Predictive Hacks

# How to run Recommender Systems in Python

## A Brief Introduction to Recommender Systems

Nowadays, almost every company applies Recommender Systems (RecSys) which is a subclass of information filtering system that seeks to predict the “rating” or “preference” a user would give to an item. They are primarily used in commercial applications. Just to give an example of some famous recommender systems:

• Amazon: Was the first company that applied Recommender Systems extensively around 1998. Based on the user’s preferences was suggesting similar products. It first applied with books and now with all of its products.
• youtube: Based on the videos that you have watched, it suggested other videos that are likely to like them.
• Spotify: Their successful Recommender System made them famous and many people let Spotify play music for them.
• Facebook: It shows on the top of the feed the posts are more likely to be of your interest.
• Netflix: It recommends movies for you based on your past ratings. It is worth mentioning the Netflix Prize, an open competition for the best collaborative filtering algorithm to predict user ratings for films, based on previous ratings without any other information about the users or films, i.e. without the users or the films being identified except by numbers assigned for the contest. On September 21, 2009 they awarded the \$1M Grand Prize to team “BellKor’s Pragmatic Chaos”. So, you can build your own improved Recommender System and you can become rich one day 🙂

## Surprise for Recommender Systems

Still, there is much interest in Recommender Systems and a great field of research. Our goal here is to show how you can easily apply your Recommender System without explaining the maths below. We will work with the surprise package which is an easy-to-use Python scikit for recommender systems

The available prediction algorithms are:

## Build your own Recommender System

We will provide an example of how you can build your own recommender. We will work with the MovieLens dataset, collected by the GroupLens Research Project at the University of Minnesota.

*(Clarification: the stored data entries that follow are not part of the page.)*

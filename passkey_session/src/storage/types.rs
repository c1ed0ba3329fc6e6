use serde::{Deserialize, Serialize};

/// Data stored in the cache
#[derive(Debug, Clone, Serialize, Deserialize)]
pub struct CacheData {
    pub value: String,
}
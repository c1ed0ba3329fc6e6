use sqlx::{Pool, Postgres, Sqlite};

#[derive(Clone, Debug)]
pub(crate) struct SqliteDataStore {
    pub(super) pool: sqlx::SqlitePool,
}

#[derive(Clone, Debug)]
pub(crate) struct PostgresDataStore {
    pub(super) pool: sqlx::PgPool,
}

pub(crate) trait DataStore: Send + Sync {
    fn as_sqlite(&self) -> Option<&Pool<Sqlite>>;
    fn as_postgres(&self) -> Option<&Pool<Postgres>>;
}

impl DataStore for SqliteDataStore {
    fn as_sqlite(&self) -> Option<&Pool<Sqlite>> {
        Some(&self.pool)
    }

    fn as_postgres(&self) -> Option<&Pool<Postgres>> {
        None
    }
}

impl DataStore for PostgresDataStore {
    fn as_sqlite(&self) -> Option<&Pool<Sqlite>> {
        None
    }

    fn as_postgres(&self) -> Option<&Pool<Postgres>> {
        Some(&self.pool)
    }
}
//! Central configuration for the passkey_session crate

use std::sync::LazyLock;

/// Route prefix under which the passkey endpoints are mounted.
/// Default: "/passkey"
pub static PASSKEY_ROUTE_PREFIX: LazyLock<String> = LazyLock::new(|| {
    std::env::var("PASSKEY_ROUTE_PREFIX").unwrap_or_else(|_| "/passkey".to_string())
});
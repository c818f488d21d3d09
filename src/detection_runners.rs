pub mod image_ops;
pub mod inference_process;
pub mod ort_detector;
pub mod stub_detector;

pub use inference_process::InferenceEngine;
pub use ort_detector::*;
pub use stub_detector::{StubEngine, StubResponse};
use crate::common::Detection;

/// Anything greedy NMS can rank and compare.
pub trait Nms {
    fn iou(&self, other: &Self) -> f32;
    fn confidence(&self) -> f32;
}

impl Nms for Detection {
    /// Computes the intersection over union (IoU) between this bounding box and another.
    fn iou(&self, other: &Self) -> f32 {
        Detection::iou(self, other)
    }

    /// Returns the confidence score of the detection.
    fn confidence(&self) -> f32 {
        Detection::confidence(self)
    }
}

/// Greedy NMS returning the surviving input indices, highest confidence first.
///
/// Ranking is a stable sort of an index permutation, so equal confidences keep
/// their input order and the result is the same on every run. A candidate is
/// suppressed when its IoU with a kept box is strictly above `iou_threshold`.
pub fn nms_indices<T: Nms>(items: &[T], iou_threshold: f32) -> Vec<usize> {
    let mut order: Vec<usize> = (0..items.len()).collect();
    order.sort_by(|&a, &b| items[b].confidence().total_cmp(&items[a].confidence()));

    let mut suppressed = vec![false; order.len()];
    let mut keep = Vec::new();

    for (rank, &current) in order.iter().enumerate() {
        if suppressed[rank] {
            continue;
        }
        keep.push(current);

        for (later, &candidate) in order.iter().enumerate().skip(rank + 1) {
            if !suppressed[later] && items[current].iou(&items[candidate]) > iou_threshold {
                suppressed[later] = true;
            }
        }
    }

    keep
}

/// Greedy NMS over `items`, leaving the input untouched.
pub fn suppress<T: Nms + Clone>(items: &[T], iou_threshold: f32) -> Vec<T> {
    nms_indices(items, iou_threshold)
        .into_iter()
        .map(|i| items[i].clone())
        .collect()
}
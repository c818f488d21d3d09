//! Turns a camera frame into the model's fixed-size input tensor.

use fast_image_resize::{
    images::{Image as FirImage, ImageRef},
    pixels::PixelType,
    ResizeAlg, ResizeOptions, Resizer,
};
use image::RgbImage;
use ndarray::Array4;
use crate::common::InferenceError;
use crate::data::{ModelInput, TensorLayout};

/// Stretches `image` to `size` x `size` (aspect ratio is not kept) and maps
/// every channel to `value / 255`.
pub fn preprocess(image: &RgbImage, size: u32, layout: TensorLayout) -> Result<ModelInput, InferenceError> {
    let resized = resize_exact(image, size)?;
    let tensor = normalize(resized.buffer(), size as usize, layout)?;
    Ok(ModelInput::new(tensor, layout))
}

fn resize_exact<'a>(image: &RgbImage, size: u32) -> Result<FirImage<'a>, InferenceError> {
    let src = ImageRef::new(image.width(), image.height(), image.as_raw(), PixelType::U8x3)
        .map_err(|e| InferenceError::Preprocess(e.to_string()))?;

    let mut dst = FirImage::new(size, size, PixelType::U8x3);
    let options = ResizeOptions::new().resize_alg(ResizeAlg::Nearest);
    Resizer::new()
        .resize(&src, &mut dst, &options)
        .map_err(|e| InferenceError::Preprocess(e.to_string()))?;
    Ok(dst)
}

fn normalize(buf: &[u8], size: usize, layout: TensorLayout) -> Result<Array4<f32>, InferenceError> {
    let hw = size * size;
    if buf.len() != hw * 3 {
        return Err(InferenceError::Preprocess(format!(
            "unexpected buffer size: got {}, expected {}", buf.len(), hw * 3
        )));
    }

    let mut out = Array4::<f32>::zeros(layout.shape(size));
    for (i, rgb) in buf.chunks_exact(3).enumerate() {
        let (y, x) = (i / size, i % size);
        for (c, &v) in rgb.iter().enumerate() {
            let value = v as f32 / 255.0;
            match layout {
                TensorLayout::Nhwc => out[[0, y, x, c]] = value,
                TensorLayout::Nchw => out[[0, c, y, x]] = value,
            }
        }
    }
    Ok(out)
}
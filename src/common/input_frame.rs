use image::{DynamicImage, GrayImage, RgbImage, RgbaImage};

/// Immutable RGB snapshot of one camera frame.
///
/// The detector only borrows a frame for the duration of a call.
#[derive(Debug, Clone, Default)]
pub struct InputFrame {
    pub image: RgbImage,
}

impl InputFrame {
    pub fn new(image: RgbImage) -> Self {
        Self { image }
    }

    pub fn width(&self) -> u32 {
        self.image.width()
    }

    pub fn height(&self) -> u32 {
        self.image.height()
    }

    /// A frame with no pixels, treated as "no image".
    pub fn is_empty(&self) -> bool {
        self.image.width() == 0 || self.image.height() == 0
    }
}

impl std::ops::Deref for InputFrame {
    type Target = RgbImage;

    fn deref(&self) -> &Self::Target {
        &self.image
    }
}

impl From<DynamicImage> for InputFrame {
    fn from(image: DynamicImage) -> Self {
        Self::new(image.to_rgb8())
    }
}

impl From<RgbImage> for InputFrame {
    fn from(image: RgbImage) -> Self {
        Self::new(image)
    }
}

impl From<RgbaImage> for InputFrame {
    fn from(image: RgbaImage) -> Self {
        Self::new(DynamicImage::from(image).to_rgb8())
    }
}

impl From<GrayImage> for InputFrame {
    fn from(image: GrayImage) -> Self {
        Self::new(DynamicImage::from(image).to_rgb8())
    }
}
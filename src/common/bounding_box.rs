use serde::{Deserialize, Serialize};

/// Axis-aligned box in normalized image coordinates.
///
/// All four edges are fractions of the image size, so `(0, 0, 1, 1)` covers the
/// whole frame regardless of its pixel resolution.
#[derive(Default, Debug, Clone, Copy, PartialEq, Serialize, Deserialize, PartialOrd)]
pub struct BoundingBox {
    left: f32,
    top: f32,
    right: f32,
    bottom: f32,
}

impl BoundingBox {
    pub fn new(left: f32, top: f32, right: f32, bottom: f32) -> Self {
        Self {
            left,
            top,
            right,
            bottom,
        }
    }

    /// Builds a box from center form and clamps every edge to `[0, 1]`.
    ///
    /// Edges are clamped independently after the conversion, so a box hanging
    /// off the frame is truncated to its visible part. A box lying entirely
    /// outside collapses to zero width or height.
    ///
    /// # Arguments
    ///
    /// * `cx` - The x-coordinate of the horizontal center.
    /// * `cy` - The y-coordinate of the vertical center.
    /// * `w` - The width of the bounding box.
    /// * `h` - The height of the bounding box.
    pub fn from_cxcywh_clamped(cx: f32, cy: f32, w: f32, h: f32) -> Self {
        let half_w = w / 2.;
        let half_h = h / 2.;
        Self {
            left: (cx - half_w).clamp(0., 1.),
            top: (cy - half_h).clamp(0., 1.),
            right: (cx + half_w).clamp(0., 1.),
            bottom: (cy + half_h).clamp(0., 1.),
        }
    }

    pub fn left(&self) -> f32 {
        self.left
    }

    pub fn top(&self) -> f32 {
        self.top
    }

    pub fn right(&self) -> f32 {
        self.right
    }

    pub fn bottom(&self) -> f32 {
        self.bottom
    }

    /// Returns the width of the bounding box.
    pub fn width(&self) -> f32 {
        self.right - self.left
    }

    /// Returns the height of the bounding box.
    pub fn height(&self) -> f32 {
        self.bottom - self.top
    }

    /// Returns the bounding box coordinates as `(left, top, right, bottom)`.
    pub fn ltrb(&self) -> (f32, f32, f32, f32) {
        (self.left, self.top, self.right, self.bottom)
    }

    /// Computes the area of the bounding box.
    pub fn area(&self) -> f32 {
        self.width() * self.height()
    }

    /// Computes the intersection area between this bounding box and another.
    pub fn intersect(&self, other: &BoundingBox) -> f32 {
        let left = self.left.max(other.left);
        let top = self.top.max(other.top);
        let right = self.right.min(other.right);
        let bottom = self.bottom.min(other.bottom);
        (right - left).max(0.) * (bottom - top).max(0.)
    }

    /// Computes the union area between this bounding box and another.
    pub fn union(&self, other: &BoundingBox) -> f32 {
        self.area() + other.area() - self.intersect(other)
    }

    /// Computes the intersection over union (IoU) between this bounding box and another.
    pub fn iou(&self, other: &BoundingBox) -> f32 {
        intersection_over_union(self, other)
    }

    /// Maps the normalized box onto an image of `width` x `height` pixels.
    ///
    /// # Returns
    ///
    /// The pixel coordinates as `(left, top, right, bottom)`.
    pub fn to_pixels(&self, width: u32, height: u32) -> (f32, f32, f32, f32) {
        let (w, h) = (width as f32, height as f32);
        (self.left * w, self.top * h, self.right * w, self.bottom * h)
    }

    pub fn to_pixels_i32(&self, width: u32, height: u32) -> (i32, i32, i32, i32) {
        let (l, t, r, b) = self.to_pixels(width, height);
        (l.round() as i32, t.round() as i32, r.round() as i32, b.round() as i32)
    }
}

/// Intersection over union of two boxes.
///
/// Returns 0 when the union is empty, so degenerate boxes never produce NaN.
pub fn intersection_over_union(a: &BoundingBox, b: &BoundingBox) -> f32 {
    let intersection = a.intersect(b);
    let union = a.area() + b.area() - intersection;
    if union > 0. {
        intersection / union
    } else {
        0.
    }
}
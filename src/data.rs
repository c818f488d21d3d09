mod model_input;
mod raw_detections;
mod time_calc;
pub mod send_channels;

pub use model_input::{ModelInput, TensorLayout};
pub use raw_detections::{RawDetections, CANDIDATE_FIELDS};
pub use send_channels::FrameResult;
pub use time_calc::TimeCalc;
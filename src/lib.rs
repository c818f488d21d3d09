//! Pothole detection post-processing.
//!
//! Camera frames go through a fixed-size detection model; the dense output is
//! decoded into normalized boxes, filtered by confidence and reduced with
//! greedy Non-Maximum Suppression.
//!
//! ```no_run
//! use pothole_detect::common::{DetectorConfig, InputFrame};
//!
//! let config = DetectorConfig::new().with_model("model.onnx");
//! let mut detector = pothole_detect::init_detector(config)?;
//!
//! let frame = InputFrame::from(image::open("road.jpg")?);
//! for detection in detector.detect(&frame) {
//!     println!("{} {:?}", detection.caption(), detection.bbox().ltrb());
//! }
//! # Ok::<(), Box<dyn std::error::Error>>(())
//! ```

mod utils;
pub mod common;
pub mod data;
pub mod detection_processing;
pub mod detection_runners;
pub mod detectors;
pub mod frame_worker;

use crate::common::{Detection, DetectorConfig, InputFrame, ModelLoadError};
use crate::detection_runners::OrtEngine;

pub use crate::detectors::Detector;
pub use crate::frame_worker::{FrameStats, FrameWorker, SubmitOutcome};

/// Loads the ONNX model and runs one warm-up inference.
///
/// Failure here should disable detection, not the application.
pub fn init_detector(config: DetectorConfig) -> Result<Detector<OrtEngine>, ModelLoadError> {
    log::info!("Initializing ORT session with ({}) execution provider", config.device);
    let mut detector = Detector::from_config(config)?;
    detector
        .warm_up()
        .map_err(|e| ModelLoadError::Incompatible(format!("warm-up inference failed: {e}")))?;
    Ok(detector)
}

/// Runs one frame through `detector`; see [`Detector::detect`].
///
/// Returns no detections when the frame is empty or inference fails.
pub fn run_detection(detector: &mut Detector<OrtEngine>, frame: &InputFrame) -> Vec<Detection> {
    detector.detect(frame)
}
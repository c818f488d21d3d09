extern crate pothole_detect;

use std::io::Write;
use image::{Rgb, RgbImage};
use pothole_detect::common::{DetectorConfig, InferenceDevice, InferenceError, InputFrame, ModelLoadError};
use pothole_detect::data::RawDetections;
use pothole_detect::detection_runners::{StubEngine, StubResponse};
use pothole_detect::Detector;

fn frame() -> InputFrame {
    InputFrame::from(RgbImage::from_pixel(320, 240, Rgb([20, 20, 20])))
}

fn one_pothole() -> RawDetections {
    RawDetections::from_candidates(&[[0.5, 0.5, 0.2, 0.2, 0.9]])
}

fn small_config() -> DetectorConfig {
    DetectorConfig::default().with_num_detections(1)
}

#[tokio::test]
async fn empty_frame_skips_inference() {
    let mut detector = Detector::with_engine(StubEngine::new(one_pothole()), small_config()).unwrap();

    assert!(detector.detect(&InputFrame::default()).is_empty());
    assert!(detector.detect(&InputFrame::new(RgbImage::new(0, 10))).is_empty());
    assert_eq!(detector.engine().calls(), 0);
}

#[tokio::test]
async fn inference_failure_degrades_to_no_detections() {
    let _ = env_logger::builder().is_test(true).try_init();

    let engine = StubEngine::scripted(vec![
        StubResponse::Failure("delegate crashed".to_string()),
        StubResponse::Detections(one_pothole()),
    ]);
    let mut detector = Detector::with_engine(engine, small_config()).unwrap();

    assert!(detector.detect(&frame()).is_empty());
    // the next frame is unaffected
    assert_eq!(detector.detect(&frame()).len(), 1);
}

#[tokio::test]
async fn checked_detection_reports_the_failure() {
    let mut detector = Detector::with_engine(StubEngine::failing("out of memory"), small_config()).unwrap();

    match detector.detect_checked(&frame()) {
        Err(InferenceError::Engine(err)) => assert!(err.to_string().contains("out of memory")),
        other => panic!("expected an engine error, got {:?}", other),
    }
}

#[cfg(debug_assertions)]
#[test]
#[should_panic(expected = "expected [5, 8400]")]
fn wrong_candidate_count_fails_loudly() {
    let config = DetectorConfig::default().with_num_detections(8400);
    let mut detector = Detector::with_engine(StubEngine::new(one_pothole()), config).unwrap();

    detector.detect(&frame());
}

#[cfg(not(debug_assertions))]
#[tokio::test]
async fn wrong_candidate_count_is_rejected() {
    let config = DetectorConfig::default().with_num_detections(8400);
    let mut detector = Detector::with_engine(StubEngine::new(one_pothole()), config).unwrap();

    match detector.detect_checked(&frame()) {
        Err(InferenceError::OutputShape { expected, got }) => {
            assert_eq!(expected, 8400);
            assert_eq!(got, vec![5, 1]);
        }
        other => panic!("expected a shape error, got {:?}", other),
    }
    assert!(detector.detect(&frame()).is_empty());
}

#[tokio::test]
async fn clear_road_yields_nothing() {
    let raw = RawDetections::from_candidates(&[
        [0.5, 0.5, 0.2, 0.2, 0.1],
        [0.3, 0.3, 0.1, 0.1, 0.59],
    ]);
    let config = DetectorConfig::default().with_num_detections(2);
    let mut detector = Detector::with_engine(StubEngine::new(raw), config).unwrap();

    assert!(detector.detect_checked(&frame()).unwrap().is_empty());
}

#[test]
fn missing_model_fails_construction() {
    let config = DetectorConfig::new().with_model("/definitely/not/here.onnx");
    match pothole_detect::init_detector(config) {
        Err(ModelLoadError::NotFound(path)) => assert_eq!(path, "/definitely/not/here.onnx"),
        other => panic!("expected NotFound, got {:?}", other.map(|_| ())),
    }
}

#[test]
fn invalid_config_fails_construction() {
    let config = small_config().with_iou(1.5);
    let result = Detector::with_engine(StubEngine::new(one_pothole()), config);
    assert!(matches!(result, Err(ModelLoadError::Config(_))));
}

#[test]
fn config_file_round_trip() {
    let mut file = tempfile::NamedTempFile::new().unwrap();
    write!(
        file,
        r#"{{
            "model_path": "models/pothole.onnx",
            "device": {{ "kind": "cuda", "id": 1 }},
            "input_layout": "nchw",
            "conf_threshold": 0.5,
            "boxes_normalized": false
        }}"#
    )
    .unwrap();

    let config = DetectorConfig::from_json_file(file.path()).unwrap();
    assert_eq!(config.model_path, "models/pothole.onnx");
    assert_eq!(config.device, InferenceDevice::CUDA(1));
    assert_eq!(config.conf_threshold, 0.5);
    assert_eq!(config.iou_threshold, 0.4);
    assert!(!config.boxes_normalized);

    let mut bad = tempfile::NamedTempFile::new().unwrap();
    write!(bad, r#"{{ "conf_threshold": 2.0 }}"#).unwrap();
    assert!(DetectorConfig::from_json_file(bad.path()).is_err());
}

Let’s get our hands dirty!

import pandas as pd
import numpy as np

columns = ['user_id', 'item_id', 'rating', 'timestamp']

columns = ['item_id', 'movie title', 'release date', 'video release date', 'IMDb URL', 'unknown', 'Action', 'Adventure',
'Animation', 'Childrens', 'Comedy', 'Crime', 'Documentary', 'Drama', 'Fantasy', 'Film-Noir', 'Horror',
'Musical', 'Mystery', 'Romance', 'Sci-Fi', 'Thriller', 'War', 'Western']

movies = pd.read_csv('ml-100k/u.item', sep='|', names=columns, encoding='latin-1')
movie_names = movies[['item_id', 'movie title']]

combined_movies_data = pd.merge(df, movie_names, on='item_id')
combined_movies_data = combined_movies_data[['user_id','movie title', 'rating']]
combined_movies_data.head()

I will also provide my ratings for some movies from this data set since my ultimate goal is to get recommendations for myself ;). Below you can see my preferences. I will give for myself the user_id 1001.

# my user_id is the 1001
my_ratings 

The next step is to append my ratings to the rest ratings. Also, we will keep the movies which have at least 25 reviews

combined_movies_data = pd.concat([combined_movies_data, my_ratings], axis=0)

# rename the columns to userID, itemID and rating
combined_movies_data.columns = ['userID', 'itemID', 'rating']

# use the transform method group by userID and count to keep the movies with more than 25 reviews

combined_movies_data['reviews'] = combined_movies_data.groupby(['itemID'])['rating'].transform('count')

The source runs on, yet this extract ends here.